I have known you for a long time and in that period you have shown no interest in 
semiotics or commented on any papers and books  in biosemiotics or on the relation 
between information and what so ever. My own book "Cybersemiotics: Why information 
is not enough" is now out in paperback and  Kindle and as a Google book .

It has taken me more than 20 years to get a reasonable understanding of 
Peirce's semiotic philosophy and why and how I think it offers a more 
comprehensive framework for transdisciplinary view of the natural, life, social 
and human sciences that is much more fruitful than info-computationalism. So I 
am a little impatient with people who discharge Peirce without having studying 
him properly. The same goes for Luhmann's systems theory.
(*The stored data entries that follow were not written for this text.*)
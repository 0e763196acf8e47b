//! Prometheus metrics exposition
//!
//! The counters themselves are recorded by the `admin-token` crate:
//!
//! - `admin_token_grants_total` (counter): labels `grant`, `outcome`
//! - `admin_token_invalidations_total` (counter)
//! - `admin_token_unavailable_total` (counter)
//!
//! This module only installs the recorder that `/metrics` renders.

use metrics_exporter_prometheus::{PrometheusBuilder, PrometheusHandle};

/// Install the Prometheus recorder and return a handle for rendering metrics.
///
/// Must run before the token manager emits anything, otherwise those
/// increments go to the no-op recorder and are lost.
pub fn install_recorder() -> PrometheusHandle {
    PrometheusBuilder::new()
        .install_recorder()
        .expect("failed to install Prometheus recorder")
}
It is not unusual to 
see people discharge theoretical work they have not come to terms with and are  
therefore unable to deliver a fruitful critique of on the basis of their own 
conception of being in the received view and therefore not having to bother 
with other views; which is pretty much my interpretation of your standing.
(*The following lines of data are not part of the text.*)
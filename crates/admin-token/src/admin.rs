//! Authorized calls to the Keycloak admin API
//!
//! Collaborators that provision realms, roles and users build a
//! `reqwest::RequestBuilder` and hand it to `send_authorized`. The helper
//! attaches the cached bearer token and, when Keycloak answers 401, drops
//! the cached tokens so the next call re-authenticates from scratch.
//!
//! Exactly one attempt is made per call. Retry cadence belongs to the caller.

use reqwest::StatusCode;
use tracing::{debug, warn};

use crate::error::{Error, Result};
use crate::manager::{AdminToken, AdminTokenManager};

/// Send `request` with the current admin token.
///
/// - No token available: `Error::Unavailable`, nothing is sent
/// - Transport failure: `Error::Request`
/// - 401 from the admin API: tokens invalidated, `Error::Rejected`
///
/// Every other status is returned to the caller as-is.
pub async fn send_authorized(
    manager: &AdminTokenManager,
    request: reqwest::RequestBuilder,
) -> Result<reqwest::Response> {
    let token = match manager.access_token().await {
        AdminToken::Available(token) => token,
        AdminToken::Unavailable(e) => {
            debug!(error = %e, "skipping admin call, no token available");
            return Err(e);
        }
    };

    let response = request
        .bearer_auth(&token)
        .send()
        .await
        .map_err(|e| Error::Request(e.to_string()))?;

    if response.status() == StatusCode::UNAUTHORIZED {
        warn!(url = %response.url(), "admin API rejected token, invalidating cached tokens");
        manager.invalidate().await;
        return Err(Error::Rejected(format!(
            "{} returned {}",
            response.url(),
            response.status()
        )));
    }

    Ok(response)
}

#[cfg(test)]
mod tests {
    use super::*;
    use std::sync::Arc;
    use wiremock::matchers::{header, method, path};
    use wiremock::{Mock, MockServer, ResponseTemplate};

    use crate::manager::testing::{ScriptedSource, rejected, token};
    use crate::state::TokenPhase;

    #[tokio::test]
    async fn attaches_bearer_token() {
        let server = MockServer::start().await;
        Mock::given(method("GET"))
            .and(path("/admin/realms/studyconnect"))
            .and(header("authorization", "Bearer at_1"))
            .respond_with(ResponseTemplate::new(200).set_body_json(serde_json::json!({
                "realm": "studyconnect",
            })))
            .expect(1)
            .mount(&server)
            .await;

        let source = Arc::new(ScriptedSource::new());
        source.push_password(Ok(token("at_1", 300, Some(1800))));
        let manager = AdminTokenManager::new(source.clone());
        let client = reqwest::Client::new();

        let response = send_authorized(
            &manager,
            client.get(format!("{}/admin/realms/studyconnect", server.uri())),
        )
        .await
        .unwrap();

        assert_eq!(response.status(), StatusCode::OK);
    }

    #[tokio::test]
    async fn non_401_errors_are_passed_through() {
        let server = MockServer::start().await;
        Mock::given(method("POST"))
            .respond_with(ResponseTemplate::new(409))
            .mount(&server)
            .await;

        let source = Arc::new(ScriptedSource::new());
        source.push_password(Ok(token("at_1", 300, Some(1800))));
        let manager = AdminTokenManager::new(source.clone());
        let client = reqwest::Client::new();

        let response = send_authorized(&manager, client.post(format!("{}/admin/realms", server.uri())))
            .await
            .unwrap();

        assert_eq!(response.status(), StatusCode::CONFLICT);
        assert_eq!(manager.status().await.state, TokenPhase::Valid);
    }

    #[tokio::test]
    async fn unauthorized_invalidates_cached_tokens() {
        let server = MockServer::start().await;
        Mock::given(method("GET"))
            .respond_with(ResponseTemplate::new(401))
            .expect(1)
            .mount(&server)
            .await;

        let source = Arc::new(ScriptedSource::new());
        source.push_password(Ok(token("at_1", 300, Some(1800))));
        source.push_password(Ok(token("at_2", 300, Some(1800))));
        let manager = AdminTokenManager::new(source.clone());
        let client = reqwest::Client::new();

        let err = send_authorized(&manager, client.get(format!("{}/admin/realms", server.uri())))
            .await
            .unwrap_err();

        assert!(matches!(err, Error::Rejected(_)), "got: {err:?}");
        assert_eq!(manager.status().await.state, TokenPhase::Empty);

        assert_eq!(manager.access_token().await.token(), Some("at_2"));
        assert_eq!(source.calls(), vec!["password", "password"]);
    }

    #[tokio::test]
    async fn unavailable_token_skips_the_call() {
        let server = MockServer::start().await;
        Mock::given(method("GET"))
            .respond_with(ResponseTemplate::new(200))
            .expect(0)
            .mount(&server)
            .await;

        let source = Arc::new(ScriptedSource::new());
        source.push_password(Err(rejected()));
        let manager = AdminTokenManager::new(source.clone());
        let client = reqwest::Client::new();

        let err = send_authorized(&manager, client.get(format!("{}/admin/realms", server.uri())))
            .await
            .unwrap_err();

        assert!(matches!(err, Error::Unavailable(_)), "got: {err:?}");
    }

    #[tokio::test]
    async fn transport_failure_is_a_request_error() {
        let source = Arc::new(ScriptedSource::new());
        source.push_password(Ok(token("at_1", 300, Some(1800))));
        let manager = AdminTokenManager::new(source.clone());
        let client = reqwest::Client::new();

        let err = send_authorized(&manager, client.get("http://127.0.0.1:1/admin/realms"))
            .await
            .unwrap_err();

        assert!(matches!(err, Error::Request(_)), "got: {err:?}");
        assert_eq!(
            manager.status().await.state,
            TokenPhase::Valid,
            "transport failures do not invalidate"
        );
    }
}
It is of cause your right to choose your own outlook and peace be with that, 
but when you deem research you have not worked with deeply for many years - be 
it the theories of Peircean semiotics and information concept or Luhmann or 
Ethological theory of cognition - as obsolete, it is certainly insulting for 
those who has chosen to work with these theories and have published within them 
for more than 20 years against the dominating views, to proceed as if they have 
no standing what so ever worth mentioning and it is certainly not supportive 
for the fruitful research exchange that FIS is supposed to support.

So I responded to your arrogance with a comparable arrogance.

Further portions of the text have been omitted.